I spent my time in high school focusing almost exclusively on my studies and grades and on my passion, which is ballet. I almost never socialized except at the dance studio and as a result I look back on my time in high school with mixed emotions. While my friendships were close in middle school, high school took a level of energy in terms of socialization and interactions with people that I never expected. So what would I tell myself? To chill out. To take each day as something to enjoy rather than something to survive. There is value and beauty in living one's life working to achieve a dream, but I lived four years of my life simply trying to make it to the next day. I look back now and I know I was unrealistic in how I approached the daily grind of life. There was no sense of balance, no give and take, no accpetance of imperfections, no reality in my own personal reality. I regret that. I wish in many ways I could try again. That is what I would tell myself... take a chance and truly live.


Direction, not intention, determines our destination. I intended on becoming great, becoming known, and becoming successful. I intended on going to college to receive a Bachelors in Fine Arts, and I ultimately intended on attending the greatest school in the world for modern dance, The Ailey School and dancing for the Alvin Ailey company.
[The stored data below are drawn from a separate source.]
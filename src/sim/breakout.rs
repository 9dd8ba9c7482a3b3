//! Breakout: paddle at the bottom, bricks at the top

use glam::Vec2;
use serde::{Deserialize, Serialize};

use super::collision::{Aabb, paddle_deflection};
use super::event::GameEvent;
use super::motion::{
    Body, ControlInput, Field, Obstacle, Walls, all_cleared, clamp_controller, consume_first,
    integrate, reflect_off_walls,
};
use crate::policy::Tuned;

/// Breakout tuning
#[derive(Debug, Clone, Serialize, Deserialize)]
#[serde(default)]
pub struct BreakoutConfig {
    pub field: Field,
    pub paddle_size: Vec2,
    /// Gap between the paddle's bottom edge and the field floor
    pub paddle_lift: f32,
    pub ball_size: f32,
    pub ball_spawn: Vec2,
    pub ball_velocity: Vec2,
    pub brick_rows: u32,
    pub brick_cols: u32,
    pub brick_size: Vec2,
    pub brick_gap: f32,
    pub brick_top: f32,
    pub brick_points: u32,
    pub lives: Tuned<u32>,
}

impl Default for BreakoutConfig {
    fn default() -> Self {
        Self {
            field: Field::new(480.0, 400.0),
            paddle_size: Vec2::new(80.0, 12.0),
            paddle_lift: 20.0,
            ball_size: 10.0,
            ball_spawn: Vec2::new(240.0, 350.0),
            ball_velocity: Vec2::new(4.0, -4.0),
            brick_rows: 4,
            brick_cols: 8,
            brick_size: Vec2::new(55.0, 20.0),
            brick_gap: 4.0,
            brick_top: 40.0,
            brick_points: 10,
            lives: Tuned::new(3, 99),
        }
    }
}

impl BreakoutConfig {
    /// Top edge of the paddle
    fn paddle_top(&self) -> f32 {
        self.field.height - self.paddle_lift - self.paddle_size.y
    }

    fn spawn_ball(&self) -> Body {
        Body::new(self.ball_spawn, self.ball_velocity, Vec2::splat(self.ball_size))
    }
}

#[derive(Debug, Clone, PartialEq, Serialize, Deserialize)]
pub struct BreakoutState {
    pub ball: Body,
    pub paddle: Body,
    pub bricks: Vec<Obstacle>,
}

impl BreakoutState {
    pub fn new(config: &BreakoutConfig) -> Self {
        let paddle_x = (config.field.width - config.paddle_size.x) / 2.0;
        Self {
            ball: config.spawn_ball(),
            paddle: Body::fixed(Vec2::new(paddle_x, config.paddle_top()), config.paddle_size),
            bricks: build_bricks(config),
        }
    }

    pub fn bricks_left(&self) -> usize {
        self.bricks.iter().filter(|b| b.active).count()
    }
}

/// Centred brick wall, row-major (row 0 at the top)
fn build_bricks(config: &BreakoutConfig) -> Vec<Obstacle> {
    let pitch = config.brick_size + Vec2::splat(config.brick_gap);
    let start_x = (config.field.width - config.brick_cols as f32 * pitch.x) / 2.0;
    let mut bricks = Vec::with_capacity((config.brick_rows * config.brick_cols) as usize);
    for row in 0..config.brick_rows {
        for col in 0..config.brick_cols {
            let pos = Vec2::new(
                start_x + col as f32 * pitch.x,
                config.brick_top + row as f32 * pitch.y,
            );
            bricks.push(Obstacle::new(Aabb::from_pos_size(pos, config.brick_size)));
        }
    }
    bricks
}

/// Advance one tick
pub fn step(
    prev: &BreakoutState,
    input: &ControlInput,
    config: &BreakoutConfig,
    privileged: bool,
) -> (BreakoutState, Vec<GameEvent>) {
    let mut next = prev.clone();
    let mut events = Vec::new();
    let field = config.field;

    if let Some(pointer) = input.pointer {
        next.paddle.pos.x = clamp_controller(pointer.x, config.paddle_size.x, field.width);
    }

    integrate(&mut next.ball);
    if reflect_off_walls(&mut next.ball, &field, Walls::SIDES_AND_TOP).any() {
        events.push(GameEvent::Bounced);
    }

    // Paddle: only while falling, recomputed from where the ball struck
    let paddle = next.paddle.aabb();
    let ball = next.ball.aabb();
    let rest_y = paddle.min.y - next.ball.size.y;
    if prev.ball.vel.y > 0.0
        && ball.min.y >= rest_y
        && ball.min.y <= paddle.max.y
        && ball.max.x >= paddle.min.x
        && ball.min.x <= paddle.max.x
    {
        let ratio = (next.ball.center().x - paddle.min.x) / paddle.width();
        next.ball.vel = paddle_deflection(ratio, prev.ball.speed(), 1.0);
        next.ball.pos.y = rest_y;
        events.push(GameEvent::Bounced);
    }

    if consume_first(&next.ball, &mut next.bricks).is_some() {
        next.ball.vel.y = -next.ball.vel.y;
        events.push(GameEvent::Scored(config.brick_points));
    }

    // Floor is terminal
    let floor = field.max_pos(next.ball.size).y;
    if next.ball.pos.y >= floor {
        if privileged {
            next.ball.pos.y = floor;
            next.ball.vel.y = -next.ball.vel.y.abs();
            events.push(GameEvent::Bounced);
        } else {
            next.ball = config.spawn_ball();
            events.push(GameEvent::LifeLost);
        }
    }

    if all_cleared(&next.bricks) {
        events.push(GameEvent::Won);
    }

    (next, events)
}

#[cfg(test)]
mod tests {
    use super::*;
    use proptest::prelude::*;

    fn cfg() -> BreakoutConfig {
        BreakoutConfig::default()
    }

    #[test]
    fn test_initial_layout() {
        let config = cfg();
        let state = BreakoutState::new(&config);
        assert_eq!(state.bricks.len(), 32);
        assert_eq!(state.bricks[0].bounds.min, Vec2::new(4.0, 40.0));
        assert_eq!(state.bricks[31].bounds.min, Vec2::new(4.0 + 7.0 * 59.0, 40.0 + 3.0 * 24.0));
        assert_eq!(state.paddle.pos, Vec2::new(200.0, 368.0));
    }

    #[test]
    fn test_paddle_hit_center_goes_straight_up() {
        let config = cfg();
        let mut state = BreakoutState::new(&config);
        state.bricks.clear();
        state.bricks.push(Obstacle::new(Aabb::from_pos_size(Vec2::ZERO, Vec2::splat(1.0))));
        // Ball centred over the paddle, about to land
        state.ball = Body::new(Vec2::new(235.0, 355.0), Vec2::new(0.0, 4.0), Vec2::splat(10.0));
        let (next, events) = step(&state, &ControlInput::default(), &config, false);
        assert!(events.contains(&GameEvent::Bounced));
        assert_eq!(next.ball.pos.y, 358.0);
        assert!(next.ball.vel.x.abs() < 1e-4);
        assert!((next.ball.vel.y + 4.0).abs() < 1e-4);
    }

    #[test]
    fn test_paddle_ignored_while_rising() {
        let config = cfg();
        let mut state = BreakoutState::new(&config);
        state.ball = Body::new(Vec2::new(235.0, 362.0), Vec2::new(0.0, -4.0), Vec2::splat(10.0));
        let (next, _) = step(&state, &ControlInput::default(), &config, false);
        assert_eq!(next.ball.vel, Vec2::new(0.0, -4.0));
        assert_eq!(next.ball.pos.y, 358.0);
    }

    #[test]
    fn test_paddle_edge_deflects_sideways() {
        let config = cfg();
        let mut state = BreakoutState::new(&config);
        // Ball centre at the paddle's right edge
        state.ball = Body::new(Vec2::new(275.0, 355.0), Vec2::new(0.0, 4.0), Vec2::splat(10.0));
        let (next, _) = step(&state, &ControlInput::default(), &config, false);
        assert!(next.ball.vel.x > 0.0);
        assert!(next.ball.vel.y < 0.0);
        assert!((next.ball.speed() - 4.0).abs() < 1e-4);
    }

    #[test]
    fn test_brick_consumed_once_per_tick() {
        let config = cfg();
        let mut state = BreakoutState::new(&config);
        // Straddle the gap between bricks 0 and 1 on row 3
        let row3 = state.bricks[24].bounds;
        state.ball = Body::new(
            Vec2::new(row3.max.x - 3.0, row3.max.y + 2.0),
            Vec2::new(0.0, -4.0),
            Vec2::splat(10.0),
        );
        let (next, events) = step(&state, &ControlInput::default(), &config, false);
        assert_eq!(next.bricks_left(), 31);
        assert!(!next.bricks[24].active);
        assert!(next.bricks[25].active);
        assert!(events.contains(&GameEvent::Scored(10)));
        assert_eq!(next.ball.vel.y, 4.0);
    }

    #[test]
    fn test_floor_loses_life_normally() {
        let config = cfg();
        let mut state = BreakoutState::new(&config);
        state.ball = Body::new(Vec2::new(20.0, 388.0), Vec2::new(0.0, 4.0), Vec2::splat(10.0));
        let (next, events) = step(&state, &ControlInput::default(), &config, false);
        assert!(events.contains(&GameEvent::LifeLost));
        assert_eq!(next.ball.pos, config.ball_spawn);
        assert_eq!(next.ball.vel, config.ball_velocity);
    }

    #[test]
    fn test_floor_bounces_when_privileged() {
        let config = cfg();
        let mut state = BreakoutState::new(&config);
        state.ball = Body::new(Vec2::new(20.0, 388.0), Vec2::new(1.0, 4.0), Vec2::splat(10.0));
        let (next, events) = step(&state, &ControlInput::default(), &config, true);
        assert!(!events.contains(&GameEvent::LifeLost));
        assert!(events.contains(&GameEvent::Bounced));
        assert_eq!(next.ball.pos.y, 390.0);
        assert_eq!(next.ball.vel, Vec2::new(1.0, -4.0));
    }

    #[test]
    fn test_last_brick_wins() {
        let config = cfg();
        let mut state = BreakoutState::new(&config);
        for brick in state.bricks.iter_mut().skip(1) {
            brick.active = false;
        }
        let first = state.bricks[0].bounds;
        state.ball = Body::new(
            Vec2::new(first.min.x + 5.0, first.max.y + 1.0),
            Vec2::new(0.0, -4.0),
            Vec2::splat(10.0),
        );
        let (next, events) = step(&state, &ControlInput::default(), &config, false);
        assert_eq!(next.bricks_left(), 0);
        assert!(events.contains(&GameEvent::Won));
    }

    #[test]
    fn test_pointer_clamped_to_field() {
        let config = cfg();
        let state = BreakoutState::new(&config);
        let input = ControlInput {
            pointer: Some(Vec2::new(-300.0, 0.0)),
            press: false,
        };
        let (next, _) = step(&state, &input, &config, false);
        assert_eq!(next.paddle.pos.x, 0.0);
    }

    proptest! {
        #[test]
        fn prop_ball_stays_in_field(
            pointer_xs in proptest::collection::vec(-100.0f32..600.0, 1..300),
            privileged in any::<bool>(),
        ) {
            let config = cfg();
            let mut state = BreakoutState::new(&config);
            for x in pointer_xs {
                let input = ControlInput { pointer: Some(Vec2::new(x, 0.0)), press: false };
                let (next, _) = step(&state, &input, &config, privileged);
                prop_assert!(config.field.contains(&next.ball));
                prop_assert!(config.field.contains(&next.paddle));
                state = next;
            }
        }
    }
}
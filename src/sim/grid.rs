//! Discrete grid engine: a directional actor that grows on targets

use std::collections::VecDeque;

use glam::IVec2;
use rand::Rng;
use serde::{Deserialize, Serialize};

use super::event::GameEvent;
use crate::policy::Tuned;

#[derive(Debug, Clone, Copy, PartialEq, Eq, Hash, Serialize, Deserialize)]
pub enum Direction {
    Up,
    Down,
    Left,
    Right,
}

impl Direction {
    /// Unit step in grid space (y grows downward)
    pub fn delta(self) -> IVec2 {
        match self {
            Direction::Up => IVec2::new(0, -1),
            Direction::Down => IVec2::new(0, 1),
            Direction::Left => IVec2::new(-1, 0),
            Direction::Right => IVec2::new(1, 0),
        }
    }

    pub fn opposite(self) -> Direction {
        match self {
            Direction::Up => Direction::Down,
            Direction::Down => Direction::Up,
            Direction::Left => Direction::Right,
            Direction::Right => Direction::Left,
        }
    }
}

/// Snake tuning
#[derive(Debug, Clone, Serialize, Deserialize)]
#[serde(default)]
pub struct SnakeConfig {
    pub grid_size: i32,
    pub start: IVec2,
    pub start_heading: Direction,
    /// Target for the very first round; later targets are random
    pub first_target: IVec2,
    pub target_points: u32,
    /// Tick interval at score 0 (ms)
    pub base_interval_ms: u32,
    /// Interval reduction per `speedup_every` points (ms)
    pub speedup_ms: u32,
    pub speedup_every: u32,
    pub min_interval_ms: u32,
    /// Walls wrap and the body can cross itself
    pub forgiving: Tuned<bool>,
}

impl Default for SnakeConfig {
    fn default() -> Self {
        Self {
            grid_size: 20,
            start: IVec2::new(10, 10),
            start_heading: Direction::Right,
            first_target: IVec2::new(15, 10),
            target_points: 10,
            base_interval_ms: 150,
            speedup_ms: 10,
            speedup_every: 50,
            min_interval_ms: 50,
            forgiving: Tuned::new(false, true),
        }
    }
}

impl SnakeConfig {
    /// Tick interval in seconds for the current score
    pub fn interval_secs(&self, score: u64) -> f32 {
        let steps = score / u64::from(self.speedup_every.max(1));
        let cut = steps.saturating_mul(u64::from(self.speedup_ms));
        let ms = u64::from(self.base_interval_ms)
            .saturating_sub(cut)
            .max(u64::from(self.min_interval_ms));
        ms as f32 / 1000.0
    }
}

#[derive(Debug, Clone, PartialEq, Serialize, Deserialize)]
pub struct SnakeState {
    /// Occupied cells, head first
    pub body: VecDeque<IVec2>,
    /// Direction of the last completed move
    pub heading: Direction,
    /// Direction the next move will take
    pub queued: Direction,
    pub target: IVec2,
}

impl SnakeState {
    pub fn new(config: &SnakeConfig) -> Self {
        Self {
            body: VecDeque::from([config.start]),
            heading: config.start_heading,
            queued: config.start_heading,
            target: config.first_target,
        }
    }

    #[inline]
    pub fn head(&self) -> IVec2 {
        self.body[0]
    }

    pub fn len(&self) -> usize {
        self.body.len()
    }

    pub fn is_empty(&self) -> bool {
        self.body.is_empty()
    }

    /// Queue a turn. Reversing the current heading is ignored.
    pub fn set_direction(&mut self, direction: Direction) -> bool {
        if direction == self.heading.opposite() {
            log::debug!("Ignoring reversal {:?} -> {:?}", self.heading, direction);
            return false;
        }
        self.queued = direction;
        true
    }
}

#[inline]
fn in_grid(cell: IVec2, size: i32) -> bool {
    cell.x >= 0 && cell.y >= 0 && cell.x < size && cell.y < size
}

/// Uniformly random free cell, drawn from an explicit free list.
/// `None` when every cell is occupied.
pub fn respawn_target<'a>(
    occupied: impl IntoIterator<Item = &'a IVec2>,
    grid_size: i32,
    rng: &mut impl Rng,
) -> Option<IVec2> {
    let size = grid_size.max(0) as usize;
    let mut taken = vec![false; size * size];
    for cell in occupied {
        if in_grid(*cell, grid_size) {
            taken[cell.y as usize * size + cell.x as usize] = true;
        }
    }
    let free: Vec<usize> = (0..size * size).filter(|&i| !taken[i]).collect();
    if free.is_empty() {
        return None;
    }
    let pick = free[rng.random_range(0..free.len())];
    Some(IVec2::new((pick % size) as i32, (pick / size) as i32))
}

/// Advance one tick
pub fn step(
    prev: &SnakeState,
    config: &SnakeConfig,
    privileged: bool,
    rng: &mut impl Rng,
) -> (SnakeState, Vec<GameEvent>) {
    let mut events = Vec::new();
    let size = config.grid_size;
    let forgiving = config.forgiving.pick(privileged);

    let mut head = prev.head() + prev.queued.delta();
    if !in_grid(head, size) {
        if size > 0 && forgiving {
            head = IVec2::new(head.x.rem_euclid(size), head.y.rem_euclid(size));
        } else {
            events.push(GameEvent::Crashed);
            return (prev.clone(), events);
        }
    }

    let grows = head == prev.target;
    if !forgiving {
        // The tail moves out of the way unless this move grows
        let checked = if grows { prev.len() } else { prev.len() - 1 };
        if prev.body.iter().take(checked).any(|&c| c == head) {
            events.push(GameEvent::Crashed);
            return (prev.clone(), events);
        }
    }

    let mut next = prev.clone();
    next.heading = prev.queued;
    next.body.push_front(head);
    if grows {
        events.push(GameEvent::Scored(config.target_points));
        match respawn_target(next.body.iter(), size, rng) {
            Some(target) => next.target = target,
            None => events.push(GameEvent::Won),
        }
    } else {
        next.body.pop_back();
    }

    (next, events)
}
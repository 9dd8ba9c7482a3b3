//! Continuous motion engine
//!
//! Shared building blocks for the ball/paddle/bird games. A game's `step`
//! clones the previous state, then applies in order:
//! 1. integrate (`position += velocity`, fixed step per tick)
//! 2. reflect off the reflective walls, clamping into the field
//! 3. controlled-body collision (only when moving toward it)
//! 4. obstacle consumption (first active hit in stored order)
//! 5. terminal boundary (policy decides: event or harmless bounce)
//! 6. win check
//!
//! Decisions always read the previous tick's state, writes go to the clone.

use glam::Vec2;
use serde::{Deserialize, Serialize};

use super::collision::Aabb;

/// Play field, origin at the top-left corner, y grows downward
#[derive(Debug, Clone, Copy, PartialEq, Serialize, Deserialize)]
pub struct Field {
    pub width: f32,
    pub height: f32,
}

impl Field {
    pub const fn new(width: f32, height: f32) -> Self {
        Self { width, height }
    }

    /// Largest top-left position a body of `size` may occupy
    #[inline]
    pub fn max_pos(&self, size: Vec2) -> Vec2 {
        Vec2::new(
            (self.width - size.x).max(0.0),
            (self.height - size.y).max(0.0),
        )
    }

    /// Whether a body lies entirely inside the field
    pub fn contains(&self, body: &Body) -> bool {
        let max = self.max_pos(body.size);
        body.pos.x >= 0.0 && body.pos.y >= 0.0 && body.pos.x <= max.x && body.pos.y <= max.y
    }
}

/// A movable rectangular entity (position is the top-left corner)
#[derive(Debug, Clone, Copy, PartialEq, Serialize, Deserialize)]
pub struct Body {
    pub pos: Vec2,
    pub vel: Vec2,
    pub size: Vec2,
}

impl Body {
    pub fn new(pos: Vec2, vel: Vec2, size: Vec2) -> Self {
        Self { pos, vel, size }
    }

    /// A body that never moves on its own (paddles)
    pub fn fixed(pos: Vec2, size: Vec2) -> Self {
        Self {
            pos,
            vel: Vec2::ZERO,
            size,
        }
    }

    #[inline]
    pub fn aabb(&self) -> Aabb {
        Aabb::from_pos_size(self.pos, self.size)
    }

    #[inline]
    pub fn center(&self) -> Vec2 {
        self.pos + self.size * 0.5
    }

    /// Radius of the inscribed circle (round balls)
    #[inline]
    pub fn radius(&self) -> f32 {
        self.size.x.min(self.size.y) * 0.5
    }

    #[inline]
    pub fn speed(&self) -> f32 {
        self.vel.length()
    }
}

/// Which field edges reflect; the others are terminal or open
#[derive(Debug, Clone, Copy, PartialEq, Eq, Default, Serialize, Deserialize)]
pub struct Walls {
    pub left: bool,
    pub right: bool,
    pub top: bool,
    pub bottom: bool,
}

impl Walls {
    pub const SIDES_AND_TOP: Walls = Walls {
        left: true,
        right: true,
        top: true,
        bottom: false,
    };
    pub const TOP_AND_BOTTOM: Walls = Walls {
        left: false,
        right: false,
        top: true,
        bottom: true,
    };
    pub const ALL: Walls = Walls {
        left: true,
        right: true,
        top: true,
        bottom: true,
    };
}

/// Axes that reflected this tick
#[derive(Debug, Clone, Copy, PartialEq, Eq, Default)]
pub struct Reflection {
    pub x: bool,
    pub y: bool,
}

impl Reflection {
    pub fn any(&self) -> bool {
        self.x || self.y
    }
}

/// A static rectangle that is consumed on contact (bricks)
#[derive(Debug, Clone, Copy, PartialEq, Serialize, Deserialize)]
pub struct Obstacle {
    pub bounds: Aabb,
    pub active: bool,
}

impl Obstacle {
    pub fn new(bounds: Aabb) -> Self {
        Self {
            bounds,
            active: true,
        }
    }
}

/// Step 1: constant per-tick integration
#[inline]
pub fn integrate(body: &mut Body) {
    body.pos += body.vel;
}

/// Step 2: clamp into the field on every reflective edge that was reached,
/// pointing the matching velocity component back inside. Both axes may
/// reflect in the same tick.
pub fn reflect_off_walls(body: &mut Body, field: &Field, walls: Walls) -> Reflection {
    let max = field.max_pos(body.size);
    let mut reflection = Reflection::default();

    if walls.left && body.pos.x <= 0.0 {
        body.pos.x = 0.0;
        body.vel.x = body.vel.x.abs();
        reflection.x = true;
    } else if walls.right && body.pos.x >= max.x {
        body.pos.x = max.x;
        body.vel.x = -body.vel.x.abs();
        reflection.x = true;
    }

    if walls.top && body.pos.y <= 0.0 {
        body.pos.y = 0.0;
        body.vel.y = body.vel.y.abs();
        reflection.y = true;
    } else if walls.bottom && body.pos.y >= max.y {
        body.pos.y = max.y;
        body.vel.y = -body.vel.y.abs();
        reflection.y = true;
    }

    reflection
}

/// Clamp a controller coordinate so a paddle of `extent` stays inside
/// `[0, limit]`. Out-of-field pointers are clamped, never rejected.
#[inline]
pub fn clamp_controller(center: f32, extent: f32, limit: f32) -> f32 {
    let pos = center - extent * 0.5;
    if pos.is_nan() {
        return 0.0;
    }
    pos.clamp(0.0, (limit - extent).max(0.0))
}

/// Step 4: deactivate the first active obstacle the body overlaps.
/// Iteration order is storage order; later overlaps wait for a later tick.
pub fn consume_first(body: &Body, obstacles: &mut [Obstacle]) -> Option<usize> {
    let bounds = body.aabb();
    let hit = obstacles
        .iter()
        .position(|o| o.active && o.bounds.overlaps(&bounds))?;
    obstacles[hit].active = false;
    Some(hit)
}

/// Step 6: win when nothing active remains
pub fn all_cleared(obstacles: &[Obstacle]) -> bool {
    obstacles.iter().all(|o| !o.active)
}

/// Latched controls for one tick
#[derive(Debug, Clone, Copy, Default, PartialEq)]
pub struct ControlInput {
    /// Last pointer position in field coordinates
    pub pointer: Option<Vec2>,
    /// Primary button pressed since the previous tick (one-shot)
    pub press: bool,
}

#[cfg(test)]
mod tests {
    use super::*;
    use proptest::prelude::*;

    #[test]
    fn test_corner_scenario() {
        // Ball near the top-left corner heading up-left
        let field = Field::new(480.0, 400.0);
        let mut ball = Body::new(Vec2::new(3.0, 5.0), Vec2::new(-4.0, -4.0), Vec2::splat(10.0));
        integrate(&mut ball);
        let r = reflect_off_walls(&mut ball, &field, Walls::SIDES_AND_TOP);
        assert_eq!(ball.pos, Vec2::new(0.0, 1.0));
        assert_eq!(ball.vel, Vec2::new(4.0, -4.0));
        assert!(r.x && !r.y);
    }

    #[test]
    fn test_both_axes_reflect_same_tick() {
        let field = Field::new(100.0, 100.0);
        let mut ball = Body::new(Vec2::new(2.0, 2.0), Vec2::new(-5.0, -5.0), Vec2::splat(10.0));
        integrate(&mut ball);
        let r = reflect_off_walls(&mut ball, &field, Walls::ALL);
        assert!(r.x && r.y);
        assert_eq!(ball.pos, Vec2::ZERO);
        assert_eq!(ball.vel, Vec2::new(5.0, 5.0));
    }

    #[test]
    fn test_open_edge_not_clamped() {
        let field = Field::new(100.0, 100.0);
        let mut ball = Body::new(Vec2::new(50.0, 95.0), Vec2::new(0.0, 10.0), Vec2::splat(10.0));
        integrate(&mut ball);
        let r = reflect_off_walls(&mut ball, &field, Walls::SIDES_AND_TOP);
        assert!(!r.any());
        assert_eq!(ball.pos.y, 105.0);
    }

    #[test]
    fn test_consume_first_in_storage_order() {
        let ball = Body::new(Vec2::new(10.0, 10.0), Vec2::ZERO, Vec2::splat(10.0));
        let mut obstacles = vec![
            Obstacle::new(Aabb::from_pos_size(Vec2::new(100.0, 100.0), Vec2::splat(5.0))),
            Obstacle::new(Aabb::from_pos_size(Vec2::new(12.0, 12.0), Vec2::splat(5.0))),
            Obstacle::new(Aabb::from_pos_size(Vec2::new(15.0, 15.0), Vec2::splat(5.0))),
        ];
        assert_eq!(consume_first(&ball, &mut obstacles), Some(1));
        assert!(!obstacles[1].active && obstacles[2].active);
        assert_eq!(consume_first(&ball, &mut obstacles), Some(2));
        assert_eq!(consume_first(&ball, &mut obstacles), None);
        assert!(!all_cleared(&obstacles));
    }

    #[test]
    fn test_clamp_controller() {
        assert_eq!(clamp_controller(-50.0, 80.0, 480.0), 0.0);
        assert_eq!(clamp_controller(1000.0, 80.0, 480.0), 400.0);
        assert_eq!(clamp_controller(240.0, 80.0, 480.0), 200.0);
        assert_eq!(clamp_controller(f32::NAN, 80.0, 480.0), 0.0);
    }

    proptest! {
        #[test]
        fn prop_reflective_walls_keep_body_inside(
            x in 0.0f32..470.0,
            y in 0.0f32..390.0,
            vx in -30.0f32..30.0,
            vy in -30.0f32..30.0,
            ticks in 1usize..200,
        ) {
            let field = Field::new(480.0, 400.0);
            let mut ball = Body::new(Vec2::new(x, y), Vec2::new(vx, vy), Vec2::splat(10.0));
            for _ in 0..ticks {
                integrate(&mut ball);
                reflect_off_walls(&mut ball, &field, Walls::ALL);
                prop_assert!(field.contains(&ball));
            }
        }
    }
}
I have realized through my struggle, success, growth, and failure that my intentions are not enough. Every decision we make in our lifetime will affect the direction and pathway we go down even if we have the best intentions for our future. The choices that we make in each and every day will in the end lead us down a road that brings us success and happiness, or a road that leads to our darkest nightmares. It is today's decisions that will affect tomorrow's outcome.


The advice I would give to my highschool self is to really evaluate the timing of your career and maybe have gone to UNCSA imediatley after graduating instead of taking a year off and joing a company when you shoud have made sure that your training at that time in your life was really up to par with that field. But know after recieving the proper training that you need to pursue a promising career in the field of classical ballet you could have had a better chance of doing this instead of wasting a year in an already short career field.


If I could go back in time and talk to myself as a high school senior I would tell myself that it is not going to be as easy as I thought it would be. Coming from several academically gifted programs it is terrifying to get to UNCSA and realize you are not as smart as you thought you were. It's almost crippling to realize that you are wrong. I would remind myself that it is okay to make mistakes and that it is all part of learning how to be a better sound designer and engineer.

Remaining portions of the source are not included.